Sources inside the waterpark say that Kitsak is ‘very happy’ in his new home, and that the slumped fin is a sign of how ‘chilled out and relaxed he is.’
“Sure, he’s been biting the trainers and holding them underwater until they die,” said Marineland spokesman Dave Walby. “But that’s just him putting on a show for the kids. He’s a real song and dance man, our Kitsak.”
Kids at the park have also been thrilled by the ‘pretty colours’ Kitsak trails behind him as he swims: colours that are the product of an advanced fungal infection in his urinary tract.
“Haha, if they think that’s something, then wait until they see his new trick,” Walby said. “It’s the one where he rams the wall of the tank with his big angry head until this pinkish gel starts to dribble out of his blowhole. I got no idea what the stuff is, or where it comes from, but Jesus Christ does it make the kids happy.”
While Kitsak’s habit of swimming in endless, slow, despondent circles is universal among the killer whales at Marineland, sources inside the waterpark say that, in the past, it’s been home to some ‘real characters’.

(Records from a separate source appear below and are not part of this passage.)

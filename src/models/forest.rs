//! Random forest regressor: bootstrap-sampled CART trees averaged together.

use ndarray::{ArrayView1, ArrayView2};
use rand::rngs::StdRng;
use rand::{Rng, SeedableRng};
use rayon::prelude::*;
use serde::{Deserialize, Serialize};
use tracing::debug;

use super::tree::{RegressionTree, TreeParams};
use super::{normalize_importances, Regressor};
use crate::error::{AqiError, Result};

#[derive(Debug, Clone, PartialEq, Serialize, Deserialize)]
#[serde(default)]
pub struct ForestParams {
    pub n_trees: usize,
    pub max_depth: Option<usize>,
    pub min_samples_split: usize,
    pub min_samples_leaf: usize,
    pub max_features: Option<usize>,
    pub bootstrap: bool,
}

impl Default for ForestParams {
    fn default() -> Self {
        ForestParams {
            n_trees: 300,
            max_depth: Some(12),
            min_samples_split: 5,
            min_samples_leaf: 3,
            max_features: None,
            bootstrap: true,
        }
    }
}

impl ForestParams {
    fn tree_params(&self) -> TreeParams {
        TreeParams {
            max_depth: self.max_depth,
            min_samples_split: self.min_samples_split,
            min_samples_leaf: self.min_samples_leaf,
            max_features: self.max_features,
        }
    }
}

#[derive(Debug, Clone, PartialEq, Serialize, Deserialize)]
pub struct RandomForest {
    trees: Vec<RegressionTree>,
    importances: Vec<f64>,
}

/// Seed of tree `t`, independent of the order trees finish in.
fn tree_seed(seed: u64, t: usize) -> u64 {
    seed ^ (t as u64 + 1).wrapping_mul(0x9E37_79B9_7F4A_7C15)
}

impl RandomForest {
    pub fn fit(x: ArrayView2<'_, f64>, y: ArrayView1<'_, f64>, params: &ForestParams, seed: u64) -> Result<Self> {
        let n = x.nrows();
        if n == 0 || n != y.len() {
            return Err(AqiError::InvalidInput(format!(
                "random forest needs matching non-empty inputs, got {} rows and {} targets",
                n,
                y.len()
            )));
        }
        if params.n_trees == 0 {
            return Err(AqiError::Training("random forest needs at least one tree".into()));
        }

        let tree_params = params.tree_params();
        let trees: Vec<RegressionTree> = (0..params.n_trees)
            .into_par_iter()
            .map(|t| {
                let mut rng = StdRng::seed_from_u64(tree_seed(seed, t));
                let samples = if params.bootstrap {
                    (0..n).map(|_| rng.random_range(0..n)).collect()
                } else {
                    (0..n).collect()
                };
                RegressionTree::fit(x, y, samples, &tree_params, &mut rng)
            })
            .collect();

        // mean of per-tree normalised importances
        let mut importances = vec![0.0; x.ncols()];
        for tree in &trees {
            for (acc, v) in importances.iter_mut().zip(normalize_importances(tree.gains())) {
                *acc += v;
            }
        }
        let importances = normalize_importances(&importances);
        debug!(trees = trees.len(), "random forest fitted");

        Ok(RandomForest { trees, importances })
    }

    pub fn n_trees(&self) -> usize {
        self.trees.len()
    }

    pub fn feature_importances(&self) -> &[f64] {
        &self.importances
    }
}

impl Regressor for RandomForest {
    fn predict_row(&self, row: ArrayView1<'_, f64>) -> f64 {
        let total: f64 = self.trees.iter().map(|t| t.predict_row(row)).sum();
        total / self.trees.len() as f64
    }
}

#[cfg(test)]
mod tests {
    use super::*;
    use approx::assert_abs_diff_eq;
    use ndarray::{Array1, Array2};

    fn data() -> (Array2<f64>, Array1<f64>) {
        let mut rng = StdRng::seed_from_u64(11);
        let x = Array2::from_shape_fn((80, 3), |_| rng.random_range(-1.0f64..1.0));
        let y = Array1::from_shape_fn(80, |i| 50.0 + 30.0 * x[(i, 0)] + 2.0 * x[(i, 2)]);
        (x, y)
    }

    fn small() -> ForestParams {
        ForestParams {
            n_trees: 25,
            ..ForestParams::default()
        }
    }

    #[test]
    fn same_seed_same_forest() {
        let (x, y) = data();
        let a = RandomForest::fit(x.view(), y.view(), &small(), 42).unwrap();
        let b = RandomForest::fit(x.view(), y.view(), &small(), 42).unwrap();
        assert_eq!(a, b);
        assert_eq!(a.n_trees(), 25);
    }

    #[test]
    fn importances_favour_the_driving_feature() {
        let (x, y) = data();
        let forest = RandomForest::fit(x.view(), y.view(), &small(), 42).unwrap();
        let imp = forest.feature_importances();
        assert_abs_diff_eq!(imp.iter().sum::<f64>(), 1.0, epsilon = 1e-9);
        assert!(imp[0] > imp[1]);
        assert!(imp[0] > imp[2]);
    }

    #[test]
    fn fits_the_training_signal() {
        let (x, y) = data();
        let forest = RandomForest::fit(x.view(), y.view(), &small(), 1).unwrap();
        let pred = forest.predict(x.view());
        let mae = (&pred - &y).mapv(f64::abs).mean().unwrap();
        assert!(mae < 6.0, "mae {}", mae);
    }

    #[test]
    fn rejects_mismatched_input() {
        let x = Array2::<f64>::zeros((4, 2));
        let y = Array1::<f64>::zeros(3);
        assert!(RandomForest::fit(x.view(), y.view(), &small(), 0).is_err());
    }
}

“Mostly Orcas only vocalize clicks and whistles, so it was neat that we used to have a whale that would make an unbearably loud, human-sounding scream every time he surfaced,” Walby said. “It was a real shame when old Screamy committed suicide-by-cop last spring.”
At press time, kids were going crazy for Marineland’s newest attraction: a dolphin with its rear third cauterized to that it can fit in a jacuzzi with customers.